— Exercise details —
Among the lines of this listing, count those that include "EngineError" and state the count by itself.
- Opening Delimiter -
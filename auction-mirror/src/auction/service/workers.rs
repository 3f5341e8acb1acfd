use {
    super::Service,
    crate::{
        auction::entities::{
            RefreshTrigger,
            SessionState,
        },
        engine::{
            EXIT_CHECK_INTERVAL,
            SHOULD_EXIT,
        },
        error::EngineError,
        kernel::wallet::WalletEvent,
    },
    anyhow::{
        anyhow,
        Result,
    },
    std::sync::atomic::Ordering,
    tokio::sync::broadcast::error::RecvError,
};

impl Service {
    /// Drains the refresh queue and the wallet notifications until shutdown.
    pub async fn run_sync_loop(&self) -> Result<()> {
        tracing::info!(chain_id = self.config.chain_id, "Starting synchronizer...");
        let mut triggers = self
            .trigger_receiver
            .lock()
            .await
            .take()
            .ok_or(anyhow!("Synchronizer is already running"))?;
        let mut wallet_events = self.wallet.events();
        let mut exit_check_interval = tokio::time::interval(EXIT_CHECK_INTERVAL);

        while !SHOULD_EXIT.load(Ordering::Acquire) {
            tokio::select! {
                trigger = triggers.recv() => {
                    let trigger = trigger.ok_or(anyhow!("Refresh queue closed"))?;
                    self.handle_trigger(trigger);
                }
                event = wallet_events.recv() => {
                    match event {
                        Ok(event) => self.handle_wallet_event(event).await?,
                        Err(RecvError::Lagged(skipped)) => self.handle_wallet_lag(skipped).await,
                        Err(RecvError::Closed) => return Err(anyhow!("Wallet event channel closed")),
                    }
                }
                _ = exit_check_interval.tick() => {}
            }
        }
        tracing::info!("Shutting down synchronizer...");
        Ok(())
    }

    /// Starts a refresh for a trigger of the current subscription set.
    /// Returns false if the trigger belongs to a released set.
    pub fn handle_trigger(&self, trigger: RefreshTrigger) -> bool {
        if self.is_superseded(trigger.generation) {
            tracing::debug!(trigger = ?trigger, "Discarding trigger of a released subscription set");
            return false;
        }
        tracing::debug!(event = %trigger.event, "Contract event received");
        self.spawn_refresh();
        true
    }

    pub async fn handle_wallet_event(&self, event: WalletEvent) -> Result<(), EngineError> {
        match event {
            WalletEvent::AccountsChanged(accounts) => {
                let account = accounts.first().copied();
                tracing::info!(account = ?account, "Connected account changed");
                self.repo.replace_session(SessionState::connected(account));
                self.spawn_refresh();
                Ok(())
            }
            WalletEvent::ChainChanged(chain_id) => self.handle_network_change(chain_id).await,
        }
    }

    /// Skipped wallet events may include an account change, so the session is
    /// rebuilt from the accounts the wallet exposes now.
    pub async fn handle_wallet_lag(&self, skipped: u64) {
        tracing::warn!(skipped, "Wallet events lagged, reloading accounts");
        match self.wallet.request_accounts().await {
            Ok(accounts) => {
                let account = accounts.first().copied();
                if account != self.repo.get_snapshot().account() {
                    tracing::info!(account = ?account, "Connected account changed");
                    self.repo.replace_session(SessionState::connected(account));
                }
            }
            Err(e) => tracing::error!(error = ?e, "Failed to reload accounts"),
        }
        self.spawn_refresh();
    }

    fn spawn_refresh(&self) {
        self.task_tracker.spawn({
            let service = self.clone();
            async move {
                service.refresh_all().await;
            }
        });
    }
}

#[cfg(test)]
mod tests {
    use {
        super::*,
        crate::{
            auction::service::tests::TEST_CHAIN_ID,
            kernel::{
                contracts::{
                    ContractEventKind,
                    MockAuctionHouse,
                },
                wallet::{
                    MockWallet,
                    Subscription,
                },
            },
        },
        ethers::types::{
            Address,
            H256,
            U256,
        },
        futures::{
            stream,
            StreamExt,
        },
        std::sync::{
            atomic::AtomicU64,
            Arc,
        },
    };

    fn contract_expecting_refreshes(refreshes: usize) -> MockAuctionHouse {
        let mut contract = MockAuctionHouse::new();
        contract
            .expect_address()
            .returning(|| Address::repeat_byte(0xcc));
        contract.expect_event_topics().returning(|| {
            vec![
                (ContractEventKind::BidPlaced, H256::repeat_byte(1)),
                (ContractEventKind::AuctionCancelled, H256::repeat_byte(2)),
            ]
        });
        contract.expect_block_number().returning(|| Ok(500));
        contract
            .expect_admin()
            .times(refreshes)
            .returning(|| Ok(Address::repeat_byte(0xad)));
        contract
            .expect_balance()
            .times(refreshes)
            .returning(|| Ok(U256::zero()));
        contract
            .expect_collected_fees()
            .times(refreshes)
            .returning(|| Ok(U256::zero()));
        contract
            .expect_auction_fee()
            .times(refreshes)
            .returning(|| Ok(U256::from(5)));
        contract
            .expect_destroyed()
            .times(refreshes)
            .returning(|| Ok(false));
        contract
            .expect_auction_ids()
            .times(refreshes * 3)
            .returning(|_| Ok(vec![]));
        contract
    }

    fn counting_wallet(subscribed: Arc<AtomicU64>, released: Arc<AtomicU64>) -> MockWallet {
        let mut wallet = MockWallet::new();
        wallet.expect_subscribe().returning(move |_| {
            Ok(Subscription {
                id:            U256::from(subscribed.fetch_add(1, Ordering::AcqRel)),
                notifications: stream::pending().boxed(),
            })
        });
        wallet.expect_unsubscribe().returning(move |_| {
            released.fetch_add(1, Ordering::AcqRel);
            Ok(())
        });
        wallet
    }

    #[tokio::test]
    async fn test_network_change_mid_refresh_reinstalls_once() {
        let subscribed = Arc::new(AtomicU64::new(0));
        let released = Arc::new(AtomicU64::new(0));
        let mut contract = contract_expecting_refreshes(1);
        contract.expect_pending_returns().never();
        let service = Service::new_with_mocks(
            contract,
            counting_wallet(subscribed.clone(), released.clone()),
        );
        let old_generation = service.install_subscriptions().await;
        assert_eq!(subscribed.load(Ordering::Acquire), 3);

        // Stand in for a refresh that is still in flight.
        let in_flight = service.refresh_lock.lock().await;
        let reload = tokio::spawn({
            let service = service.clone();
            async move { service.handle_network_change(TEST_CHAIN_ID).await }
        });
        while subscribed.load(Ordering::Acquire) < 6 {
            tokio::task::yield_now().await;
        }
        assert!(service.is_superseded(old_generation));
        drop(in_flight);
        assert_eq!(reload.await.expect("reload task"), Ok(()));

        assert_eq!(released.load(Ordering::Acquire), 3);
        assert_eq!(subscribed.load(Ordering::Acquire), 6);
        assert_eq!(service.subscriptions.lock().await.handles().len(), 3);
        assert!(!service.handle_trigger(RefreshTrigger {
            generation: old_generation,
            event:      ContractEventKind::BidPlaced,
        }));
        assert_eq!(
            service.get_snapshot().top.owner,
            Address::repeat_byte(0xad)
        );
    }

    #[tokio::test]
    async fn test_switch_to_wrong_network_closes_gate() {
        let subscribed = Arc::new(AtomicU64::new(0));
        let released = Arc::new(AtomicU64::new(0));
        let service = Service::new_with_mocks(
            contract_expecting_refreshes(0),
            counting_wallet(subscribed.clone(), released.clone()),
        );
        service.install_subscriptions().await;

        assert_eq!(
            service
                .handle_wallet_event(WalletEvent::ChainChanged(1))
                .await,
            Err(EngineError::WrongNetwork {
                expected: TEST_CHAIN_ID,
                actual:   1,
            })
        );
        assert!(!service.is_network_open());
        assert_eq!(released.load(Ordering::Acquire), 3);
        assert_eq!(subscribed.load(Ordering::Acquire), 3);
        assert!(service.subscriptions.lock().await.handles().is_empty());
    }

    #[tokio::test]
    async fn test_account_change_refreshes_session() {
        let account = Address::repeat_byte(0x01);
        let mut contract = contract_expecting_refreshes(1);
        contract
            .expect_pending_returns()
            .withf(move |a| *a == account)
            .times(1)
            .returning(|_| Ok(U256::from(3)));
        let service = Service::new_with_mocks(contract, MockWallet::new());

        service
            .handle_wallet_event(WalletEvent::AccountsChanged(vec![account]))
            .await
            .expect("account change");
        service.task_tracker.close();
        service.task_tracker.wait().await;

        let snapshot = service.get_snapshot();
        assert_eq!(snapshot.account(), Some(account));
        assert_eq!(snapshot.session.claim_amount, U256::from(3));
    }

    #[tokio::test]
    async fn test_wallet_lag_reloads_accounts() {
        let stale = Address::repeat_byte(0x01);
        let current = Address::repeat_byte(0x02);
        let mut contract = contract_expecting_refreshes(1);
        contract
            .expect_pending_returns()
            .withf(move |a| *a == current)
            .times(1)
            .returning(|_| Ok(U256::from(9)));
        let mut wallet = MockWallet::new();
        wallet
            .expect_request_accounts()
            .times(1)
            .returning(move || Ok(vec![current, stale]));
        let service = Service::new_with_mocks(contract, wallet);
        service.repo.replace_session(SessionState::connected(Some(stale)));

        service.handle_wallet_lag(3).await;
        service.task_tracker.close();
        service.task_tracker.wait().await;

        let snapshot = service.get_snapshot();
        assert_eq!(snapshot.account(), Some(current));
        assert_eq!(snapshot.session.claim_amount, U256::from(9));
    }

    #[tokio::test]
    async fn test_current_trigger_starts_refresh() {
        let service = Service::new_with_mocks(contract_expecting_refreshes(1), MockWallet::new());
        let accepted = service.handle_trigger(RefreshTrigger {
            generation: service.current_generation(),
            event:      ContractEventKind::AuctionCreated,
        });
        assert!(accepted);
        service.task_tracker.close();
        service.task_tracker.wait().await;
        assert_eq!(service.get_snapshot().top.auction_fee, U256::from(5));
    }
}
- Closing Delimiter -
— Answer box —
3